La clé est donc bien l’extraction de l’oxygène. Or, c’est là qu’interviennent deux professeurs du MIT (Massachusetts Institute of technology), Donald R. Sadoway et Antoine Allanore. Ce duo de haut niveau travaillait en 2010 pour le compte de la Nasa, l’agence spatiale américaine. Leur mission ? Extraire l’oxygène piégé dans les roches lunaires et, par extension, sur celles d’autres planètes. L’enjeu technologique est immense et on comprend bien pourquoi : il s’agissait de trouver une technique permettant aux équipages stationnés sur ces planètes d’être à terme autonomes en oxygène. De fait, le procédé des deux chercheurs repose sur une électrolyse qui permettrait sur terre de créer du métal fondu dont on aurait extrait l’oxygène sans faire brûler le moindre morceau de charbon. Leur idée, en plus des travaux pour la Nasa, a été de créer en 2012 une entreprise, Boston Metal, pour développer un réacteur de production d’acier zéro carbone.
Une anode en chrome
Comme le précise le journaliste Pierre Fortin dans un article publié dans Les Échos datant du 5 mai 2021, « L’électrolyse du minerai de fer consiste à faire passer entre les deux pôles d’un réacteur – l’anode et la cathode – un courant électrique capable de chauffer le métal tout en séparant les ions du fer des ions de l’oxygène grâce aux électrons qui remplacent le monoxyde de carbone ». Cette technique engendrerait même un acier de meilleure qualité. Aussi, afin d’éviter d’utiliser une anode en carbone, elle est remplacée par un équivalent en chrome qui ne se corrode pas sous l’effet des dégagements de molécules oxygène. Ce procédé appelé MOE (molten oxide electrolyisis) ne dégage que de l’oxygène sans consommer d’eau ou des réactifs. Reste évidemment à s’assurer d’une alimentation en électricité décarbonée, ce qui est largement le cas de la France notamment grâce à son parc de centrales nucléaires.

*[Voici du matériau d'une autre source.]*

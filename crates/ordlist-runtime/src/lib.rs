#![forbid(unsafe_code)]

//! ordlist runtime
//!
//! This crate ties the item store (`ordlist-core`) and the view geometry
//! (`ordlist-view`) into one engine that owns all state, commits mutations
//! atomically, and drives a host-supplied render sink.
//!
//! # Key Components
//!
//! - [`Engine`] - Commit engine: store, selection, grouping, filter, drag, scroll
//! - [`EngineConfig`] - Tunables, from code or `ORDLIST_*` variables
//! - [`EngineObserver`] - Order, selection, filter, alignment, and load notifications
//! - [`RenderSink`] - Presentation contract, one frame per commit
//! - [`Loader`] - Background item loading over a channel
//!
//! # Flow
//! Host input (pointer events, clicks, search text, scroll) goes into the
//! engine. Each accepted mutation rebuilds derived views once, notifies
//! observers, and presents one [`RenderFrame`]. Debounced input is applied
//! from [`Engine::tick`]; loaded items from [`Engine::pump_loader`].

pub mod config;
pub mod engine;
pub mod events;
pub mod loader;
pub mod logging;

pub use config::{ConfigError, EngineConfig};
pub use engine::{Engine, EngineState};
pub use events::{
    EngineEvent, EngineObserver, EventLog, EventRecorder, RenderFrame, RenderMode, RenderSink,
};
pub use loader::{ItemSource, LoadError, LoadMessage, Loader, VecSource};
#[cfg(feature = "subscriber")]
pub use logging::init_subscriber;
pub use logging::LoggingError;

Bien que les chercheurs du MIT aient réussi à lever près de 100 millions de dollars auprès d’investisseurs aussi multiples que Bill Gates ou le groupe automobile BMW, la production actuelle n’a pas encore dépassé 1 tonne. Vers 2024, Boston Metal espère atteindre une vitesse de croisière industrielle en commercialisant des licences et les anodes inertes à base de chrome. Plusieurs inconnues demeurent cependant. À commencer par l’attitude des sidérurgistes. Franchiront-ils ce pas qui aura pour conséquence de bouleverser entièrement la chaîne de fabrication ? Les promoteurs du MOE expliquent que cette solution permettra de baisser de 35 % les coûts d’approvisionnements en matière ne serait-ce que par la suppression des achats de charbon. Le basculement ne se fera pas d’un coup, c’est une évidence. Cependant, en installant ces centres sidérurgiques à la fois près de zones d’extraction et de zones de production d’électricité, par exemple hydraulique, les coûts et l’impact environnemental lié au transport seraient sensiblement réduits. L’aluminium (avec l’exemple du groupe Hydro) avait déjà emprunté cette voie et il n’est pas étonnant de retrouver les pays scandinaves (voir encadré) riches en barrages aux avant-postes de la recherche dans ce domaine.
Si le prix de l’acier devait malgré tout grimper par ces nouvelles technologies de production, il est vraisemblable que la part du réemploi augmenterait parallèlement. Une boucle vertueuse s’enclencherait alors pour le bénéfice de tous et en premier lieu pour l’environnement.